Karl I. von Schwarzenberg wurde als ein hervorragender Heerführer
und Diplomat in der Zeit der langjährigen napoleonischen Kriege
bekannt. Der ältere Joseph zu Schwarzenberg erhielt die
wirtschaftliche Prosperität des Schwarzenberger Dominiums während
der langen Kriegsjahre und auch nach der Teilung des
Familieneigentums auf hohem Niveau. Auf seinen Herrschaften begann
er, qualifizierte Fachleute für die Verwaltung und Leitung
besonders in der Land- und Forstwirtschaft auszubilden. Im Jahre
1800 gründete er die Forstschule in Zlatá Koruna (Goldenkron) und
ein Jahr später das
Schwarzenbergische Wirtschaftsinstitut direkt in den Räumen des
Krumauer Schlosses. Zu den sehr bemerkenswerten Werken technischen
Charakters gehörte der
Schwarzenberger Schwemmkanal, der unter der Regierung Josephs
zu Schwarzenberg beendet wurde. Man schwemmte dort das Holz aus den
Wäldern des Gebirges Šumava (Böhmerwald) bis nach Wien.

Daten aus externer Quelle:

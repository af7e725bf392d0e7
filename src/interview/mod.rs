pub mod controller;
pub mod silence;
pub mod timer;

pub use controller::{InterviewController, InterviewPhase};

Josef zu Schwarzenberg erwählte zur Gattin Pauline zu Schwarzenberg, geborene von Ahrenberg (1774 - 1810), eine schöne, gebildete und kunstliebende Dame, die sich durch ihre Begabung zur Malerei auszeichnete. Sie entwickelte diese Fähigkeiten unter der Leitung des Schwarzenberger Hofmalers Ferdinand Runk. Das Leben der Fürstin Pauline wurde durch das tragische Feuer auf Napoleons Verlobungsball in Paris im Jahre 1810 beendet. Drei Söhne von Joseph zu Schwarzenberg und Pauline zu Schwarzenberg waren erfolgreiche Fortsetzer der Werke ihrer Eltern. Felix zu Schwarzenberg (1800 - 1852) wurde Offizier und anerkannter Diplomat und Politiker, der im Jahre 1848 die Stellung des Ministerpräsidenten in der Regierung des Kaisers Franz Joseph von Habsburg erreichte. Friedrich zu Schwarzenberg (1809-1885) wurde Priester, er wurde Salzburger Erzbischof und im Jahre 1850 Prager Erzbischof. Das erbliche Familieneigentum übernahm der älteste Sohn Johann Adolf II. zu Schwarzenberg (1799-1888) mit seiner Ehefrau Eleonora zu Schwarzenberg, geborene von Liechtenstein (1812 - 1873). Die Aufhebung der Leibeigenschaft im Jahre 1848 brachte umfangreiche Veränderungen in der Wirtschaftsführung, die jedoch der Schwarzenberger Besitz unter der Verwaltung von Johann Adolf II. ohne Schaden durchmachte. Johann Adolf II. suchte neue unternehmerische Möglichkeiten im Glashüttenwesen und auf dem Gebiet des Eisenbahn- und Flußverkehrs.
Johann Adolf II. und seine Gattin Eleonora besuchten einige Male England, das für beide zur Quelle unendlicher Inspiration wurde. Nach dem Vorbild der englischen spätgotischen Windsorresidenz ließen sie das Schloß in Hluboká im modischen neugotischen Stil umbauen, und in der Mitte des 19. Jahrhunderts siedelten sie dorthin für immer über. Die Bautätigkeit im Schloß in Český Krumlov und in der Stadt wurde beendet, und das Schloß blieb leer. Während des 19. Jahrhunderts kam es im Burg- und Schloßkomplex zu keinen bedeutenden Exterieurumbauten. Viele Innenräume wurden im modischen historisierenden Stil ausgestattet.
Die Interieure des 19. Jahrhunderts in ihrem ursprünglichen Zustand sind heute ein Bestandteil der II. Besichtigungstrasse des Schlosses Český Krumlov und sind den Besuchern zugänglich.